Task material Block Start

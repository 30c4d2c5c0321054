//! Logging service implementation

use super::codes::Code;
use super::config;
use super::events::{LogEvent, LogLevel};
use std::sync::{Arc, Mutex};

/// Simple logger trait
pub trait Logger: Send + Sync {
    fn log(&self, event: &LogEvent);
}

/// Main logging service with configuration awareness
pub struct LoggingService {
    logger: Arc<dyn Logger>,
    min_level: LogLevel,
}

impl LoggingService {
    /// Create new logging service with specified logger and minimum level
    pub fn new(logger: Arc<dyn Logger>, min_level: LogLevel) -> Self {
        Self { logger, min_level }
    }

    /// Create service with configuration-aware settings
    pub fn with_config() -> Self {
        let min_level = config::get_min_log_level();
        let logger: Arc<dyn Logger> = if !config::use_console_logging() {
            Arc::new(NullLogger)
        } else if config::use_structured_logging() {
            Arc::new(StructuredLogger::new(min_level))
        } else {
            Arc::new(ConsoleLogger::new(min_level))
        };

        Self::new(logger, min_level)
    }

    /// Check if level should be logged
    pub fn should_log(&self, level: LogLevel) -> bool {
        level <= self.min_level
    }

    /// Log an event
    pub fn log_event(&self, event: LogEvent) {
        if self.should_log(event.level) {
            self.logger.log(&event);
        }
    }

    /// Convenience method: log error with code
    pub fn log_error(&self, error_code: Code, message: &str) {
        self.log_event(LogEvent::error(error_code, message));
    }

    /// Convenience method: log success
    pub fn log_success(&self, success_code: Code, message: &str) {
        self.log_event(LogEvent::success(success_code, message));
    }
}

/// Simple console logger
pub struct ConsoleLogger {
    min_level: LogLevel,
}

impl ConsoleLogger {
    pub fn new(min_level: LogLevel) -> Self {
        Self { min_level }
    }
}

impl Logger for ConsoleLogger {
    fn log(&self, event: &LogEvent) {
        if event.level <= self.min_level {
            match event.level {
                LogLevel::Error => eprintln!("{}", event.format()),
                _ => println!("{}", event.format()),
            }
        }
    }
}

/// Structured logger for JSON output
pub struct StructuredLogger {
    min_level: LogLevel,
}

impl StructuredLogger {
    pub fn new(min_level: LogLevel) -> Self {
        Self { min_level }
    }
}

impl Logger for StructuredLogger {
    fn log(&self, event: &LogEvent) {
        if event.level <= self.min_level {
            let line = event.format_json().unwrap_or_else(|_| event.format());
            match event.level {
                LogLevel::Error => eprintln!("{}", line),
                _ => println!("{}", line),
            }
        }
    }
}

/// Logger that discards everything; used when console output is disabled
pub struct NullLogger;

impl Logger for NullLogger {
    fn log(&self, _event: &LogEvent) {}
}

/// Memory logger for testing
pub struct MemoryLogger {
    events: Mutex<Vec<LogEvent>>,
}

impl MemoryLogger {
    pub fn new() -> Self {
        Self {
            events: Mutex::new(Vec::new()),
        }
    }

    pub fn get_events(&self) -> Vec<LogEvent> {
        self.events.lock().unwrap().clone()
    }

    pub fn clear(&self) {
        self.events.lock().unwrap().clear();
    }

    pub fn event_count(&self) -> usize {
        self.events.lock().unwrap().len()
    }

    pub fn get_warnings(&self) -> Vec<LogEvent> {
        self.events
            .lock()
            .unwrap()
            .iter()
            .filter(|e| e.is_warning())
            .cloned()
            .collect()
    }

    pub fn has_event_with_code(&self, code: Code) -> bool {
        self.events
            .lock()
            .unwrap()
            .iter()
            .any(|e| e.code == code)
    }
}

impl Default for MemoryLogger {
    fn default() -> Self {
        Self::new()
    }
}

impl Logger for MemoryLogger {
    fn log(&self, event: &LogEvent) {
        let mut events = self.events.lock().unwrap();

        // Respect buffer size limits from config
        let max_events = config::get_log_buffer_size();
        if events.len() >= max_events {
            let remove_count = events.len() - max_events + 1;
            events.drain(0..remove_count);
        }

        events.push(event.clone());
    }
}

/// Create service from configuration
pub fn create_configured_service() -> LoggingService {
    LoggingService::with_config()
}

#[cfg(test)]
mod tests {
    use super::*;
    use crate::logging::codes;

    #[test]
    fn test_memory_logger_collects_events() {
        let memory = Arc::new(MemoryLogger::new());
        let service = LoggingService::new(memory.clone(), LogLevel::Debug);

        service.log_success(codes::success::TRIE_FROZEN, "Trie frozen");
        service.log_event(LogEvent::warning_with_code(
            codes::trie::TOKEN_AMBIGUITY,
            "ambiguous",
        ));

        assert_eq!(memory.event_count(), 2);
        assert_eq!(memory.get_warnings().len(), 1);
        assert!(memory.has_event_with_code(codes::success::TRIE_FROZEN));
    }

    #[test]
    fn test_level_filtering() {
        let memory = Arc::new(MemoryLogger::new());
        let service = LoggingService::new(memory.clone(), LogLevel::Warning);

        service.log_event(LogEvent::debug("hidden"));
        service.log_event(LogEvent::info("hidden"));
        service.log_error(codes::system::INTERNAL_ERROR, "shown");

        assert_eq!(memory.event_count(), 1);
    }

    #[test]
    fn test_memory_logger_respects_buffer_size() {
        let memory = MemoryLogger::new();
        let max = config::get_log_buffer_size();

        for i in 0..max + 5 {
            memory.log(&LogEvent::info(&format!("event {}", i)));
        }

        assert_eq!(memory.event_count(), max);
        memory.clear();
        assert_eq!(memory.event_count(), 0);
    }
}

Task material Block End

Once you reach the line that holds "LoggingService::with_config()", print it and every line after it through the end of the records, word for word.

• **Worked solution**
    LoggingService::with_config()
}

#[cfg(test)]
mod tests {
    use super::*;
    use crate::logging::codes;

    #[test]
    fn test_memory_logger_collects_events() {
        let memory = Arc::new(MemoryLogger::new());
        let service = LoggingService::new(memory.clone(), LogLevel::Debug);

        service.log_success(codes::success::TRIE_FROZEN, "Trie frozen");
        service.log_event(LogEvent::warning_with_code(
            codes::trie::TOKEN_AMBIGUITY,
            "ambiguous",
        ));

        assert_eq!(memory.event_count(), 2);
        assert_eq!(memory.get_warnings().len(), 1);
        assert!(memory.has_event_with_code(codes::success::TRIE_FROZEN));
    }

    #[test]
    fn test_level_filtering() {
        let memory = Arc::new(MemoryLogger::new());
        let service = LoggingService::new(memory.clone(), LogLevel::Warning);

        service.log_event(LogEvent::debug("hidden"));
        service.log_event(LogEvent::info("hidden"));
        service.log_error(codes::system::INTERNAL_ERROR, "shown");

        assert_eq!(memory.event_count(), 1);
    }

    #[test]
    fn test_memory_logger_respects_buffer_size() {
        let memory = MemoryLogger::new();
        let max = config::get_log_buffer_size();

        for i in 0..max + 5 {
            memory.log(&LogEvent::info(&format!("event {}", i)));
        }

        assert_eq!(memory.event_count(), max);
        memory.clear();
        assert_eq!(memory.event_count(), 0);
    }
}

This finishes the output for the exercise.